Schreiben zum häuslichen Lernen Lehrer am Pranger - Verbände kritisieren Kultusministerium

26. Februar 2021, 14:53 Uhr

Vor zwei Wochen hat das sächsische Kultusministerium Standards für die Gestaltung der häuslichen Lernzeit veröffentlicht. Darin ist festgeschrieben, wie das Zusammenspiel zwischen Lehrern, Kindern und Eltern besser funktionieren soll. Die Diskussion über diesen sogenannten Erwartungshorizont hält an. Mehrere Lehrergewerkschaften haben sich nun zu Wort gemeldet und kritisieren, dass das Papier nicht nur den Schulen zugestellt wurde, sondern auch im Internet publiziert wurde. Lehrkräfte würden in den sozialen Medien nun zum Teil einem regelrechten Shitstorm ausgesetzt. 

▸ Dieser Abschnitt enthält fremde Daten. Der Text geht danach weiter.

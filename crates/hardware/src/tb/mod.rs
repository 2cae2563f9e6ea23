//! Testbench assembly and the test protocol driver.
//!
//! 1. **Testbench:** Builds the kernel, DUT, AXI memory, device adapter and root complex from a
//!    `Config`, and drives the reset pulse.
//! 2. **Protocol:** The reset/enumerate/enable/sweep state sequence and its reports.

/// Reset, enumeration and length sweeps.
pub mod protocol;

/// Bench assembly.
pub mod testbench;

pub use protocol::{
    CaseResult, ReadTest, TestFailure, TestReport, TestState, WriteTest, read_pattern,
    run_read_test, run_write_test, write_pattern,
};
pub use testbench::Testbench;
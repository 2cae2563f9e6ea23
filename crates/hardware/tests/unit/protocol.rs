//! # Protocol Tests
//!
//! The reset/enumerate/enable/sweep driver end to end, against the reference bridge and
//! against broken DUTs.

use pcie_axi_core::common::{AccessKind, HarnessError, PcieId};
use pcie_axi_core::config::{ProtocolConfig, SettleMode};
use pcie_axi_core::tb::{ReadTest, TestState, WriteTest, run_read_test, run_write_test, write_pattern};
use pretty_assertions::assert_eq;
use rstest::rstest;

use crate::common::harness::TestContext;
use crate::common::mocks::{CorruptingBridge, silent_dut};

fn sweep(lengths: &[usize], settle: SettleMode) -> ProtocolConfig {
    ProtocolConfig {
        write_lengths: lengths.to_vec(),
        settle,
        ..ProtocolConfig::default()
    }
}

#[rstest]
#[case(1)]
#[case(4)]
#[case(16)]
#[case(64)]
#[case(256)]
#[case(1024)]
fn test_single_length_reaches_done(#[case] length: usize) {
    let mut ctx = TestContext::new();
    let report = WriteTest::new(&sweep(&[length], SettleMode::Acknowledged))
        .run(&mut ctx.tb)
        .unwrap();

    assert_eq!(report.state, TestState::Done);
    assert_eq!(report.cases.len(), 1);
    assert_eq!(report.cases[0].address, 0x1000);
    assert_eq!(
        ctx.tb.sim.axi_ram.read(0x1000, length),
        write_pattern(length)
    );
}

#[test]
fn test_default_sweep_passes() {
    let mut ctx = TestContext::new();
    let report = run_write_test(&mut ctx.tb).unwrap();

    assert_eq!(report.access, AccessKind::Write);
    assert_eq!(report.device, PcieId::new(1, 0, 0));
    assert_eq!(report.functions, 1);
    let lengths: Vec<usize> = report.cases.iter().map(|c| c.length).collect();
    assert_eq!(lengths, vec![1, 4, 16, 64, 256, 1024]);
    assert!(
        report
            .cases
            .windows(2)
            .all(|w| w[0].completed_at < w[1].completed_at)
    );
    // Later lengths overwrite the prefix of earlier ones.
    assert_eq!(ctx.tb.sim.axi_ram.read(0x1000, 1024), write_pattern(1024));
    // Each case releases the acknowledgements it settled on.
    assert!(ctx.tb.sim.axi_ram.acks().is_empty());
    assert!(ctx.tb.sim.axi_ram.ack_mark() >= 6);
}

#[test]
fn test_fixed_delay_settle() {
    let mut ctx = TestContext::new();
    let report = WriteTest::new(&sweep(&[16, 64], SettleMode::FixedDelay))
        .run(&mut ctx.tb)
        .unwrap();
    let period = ctx.tb.config.time(1);
    assert_eq!(report.cases[0].settle.as_ps(), period.as_ps() * (16 * 4 + 200));
    assert_eq!(report.cases[1].settle.as_ps(), period.as_ps() * (64 * 4 + 200));
}

#[test]
fn test_acknowledged_settle_is_shorter_than_fixed_delay() {
    let mut ctx = TestContext::new();
    let report = WriteTest::new(&sweep(&[256], SettleMode::Acknowledged))
        .run(&mut ctx.tb)
        .unwrap();
    let fixed = ctx.tb.config.time(ctx.tb.config.protocol.fixed_settle(256));
    assert!(report.cases[0].settle < fixed);
}

#[test]
fn test_read_sweep_passes() {
    let mut ctx = TestContext::new();
    let report = run_read_test(&mut ctx.tb).unwrap();
    assert_eq!(report.access, AccessKind::Read);
    assert_eq!(report.cases.len(), 6);
    assert!(report.cases.iter().all(|c| c.settle.as_ps() == 0));
}

#[test]
fn test_write_then_read_on_one_bench() {
    let mut ctx = TestContext::new();
    let _ = run_write_test(&mut ctx.tb).unwrap();
    let report = ReadTest::new(&sweep(&[4, 1024], SettleMode::Acknowledged))
        .run(&mut ctx.tb)
        .unwrap();
    assert_eq!(report.state, TestState::Done);
}

#[test]
fn test_silent_dut_times_out_on_first_write() {
    let mut ctx = TestContext::with_dut(Box::new(silent_dut()));
    let failure = run_write_test(&mut ctx.tb).unwrap_err();

    assert_eq!(
        failure.state,
        TestState::Length {
            access: AccessKind::Write,
            length: 1
        }
    );
    assert!(matches!(failure.error, HarnessError::ProtocolTimeout { .. }));
    assert!(failure.completed.is_empty());
    assert!(failure.to_string().starts_with("WRITE_LENGTH_1 failed"));
}

#[test]
fn test_silent_dut_times_out_on_first_read() {
    let mut ctx = TestContext::with_dut(Box::new(silent_dut()));
    let failure = run_read_test(&mut ctx.tb).unwrap_err();
    assert_eq!(failure.state.to_string(), "READ_LENGTH_1");
    assert!(matches!(failure.error, HarnessError::ProtocolTimeout { .. }));
}

#[test]
fn test_corrupted_data_is_a_mismatch() {
    let mut ctx = TestContext::with_dut(Box::new(CorruptingBridge::new()));
    let failure = run_write_test(&mut ctx.tb).unwrap_err();

    let HarnessError::DataMismatch(mismatch) = failure.error else {
        panic!("expected a data mismatch, got {}", failure.error);
    };
    assert_eq!(mismatch.access, AccessKind::Write);
    assert_eq!(mismatch.length, 1);
    assert_eq!(mismatch.address, 0x1000);
    assert_eq!(mismatch.expected, vec![0]);
    assert_eq!(mismatch.actual, vec![0xEE]);
    assert_eq!(mismatch.diverging_range(), Some(0..1));
}

#[test]
fn test_out_of_window_offset_fails_the_case() {
    let mut ctx = TestContext::new();
    // Past what validation accepts, so set it on the built bench.
    ctx.tb.config.protocol.offset = ctx.tb.config.pcie.bar0_size - 8;
    let failure = run_write_test(&mut ctx.tb).unwrap_err();

    assert_eq!(failure.state.to_string(), "WRITE_LENGTH_16");
    assert_eq!(failure.completed.len(), 2);
    assert!(matches!(failure.error, HarnessError::BarOutOfRange { .. }));
}

#[test]
fn test_state_names() {
    assert_eq!(TestState::Init.to_string(), "INIT");
    assert_eq!(TestState::Reset.to_string(), "RESET");
    assert_eq!(TestState::Enabled.to_string(), "ENABLED");
    assert_eq!(TestState::Done.to_string(), "DONE");
    assert_eq!(TestState::Failed.to_string(), "FAILED");
    let r = TestState::Length {
        access: AccessKind::Read,
        length: 1024,
    };
    assert_eq!(r.to_string(), "READ_LENGTH_1024");
}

Mädchen beim Homeschooling
Statt in der Schule findet für viele Schüler der Unterricht in Zeiten von Corona am heimischen Laptop statt. Bildrechte: imago images/ Jochen Tack

Es sind nur wenige Seiten, die jetzt für zum Teil heftige Diskussionen sorgen. "Erwartungshorizont für die Gestaltung der häuslichen Lernzeit" steht als Titel auf dem Papier. Kurz und bündig sind darin Standards für den Distanzunterricht zusammengefasst. Online-Angebote und regelmäßiges Feedback sollen Lehrerinnen und Lehrer danach geben, außerdem sollen sie zu festgelegten Zeiten erreichbar sein. Eigentlich seien das Selbstverständlichkeiten, sagt auch Jens Weichelt vom Sächsischen Lehrerverband. "Als ich diese Empfehlungen zum ersten Mal gelesen habe, habe ich festgestellt, dass wir das eigentlich schon seit dem Frühjahr machen."

Lehrergewerkschaften gehen auf die Barrikaden

Und trotzdem gehen die Lehrergewerkschaften nun auf die Barrikaden. Der Grund: Der Erwartungshorizont wurde nicht nur den Schulleitungen zugeschickt, sondern etwas später auch auf einer Internetseite des Kultusministeriums veröffentlicht, dem SMK-Blog. Das sei ein Fehler gewesen, sagt Jens Weichelt vom Lehrerverband. Auch der Philologenverband und die GEW teilen diese Kritik. Das Schreiben hätte intern bleiben müssen, denn nun würden Lehrkräfte zum Teil in den sozialen Medien zur Zielscheibe gemacht, einen sogenannten Shitstorm erleben.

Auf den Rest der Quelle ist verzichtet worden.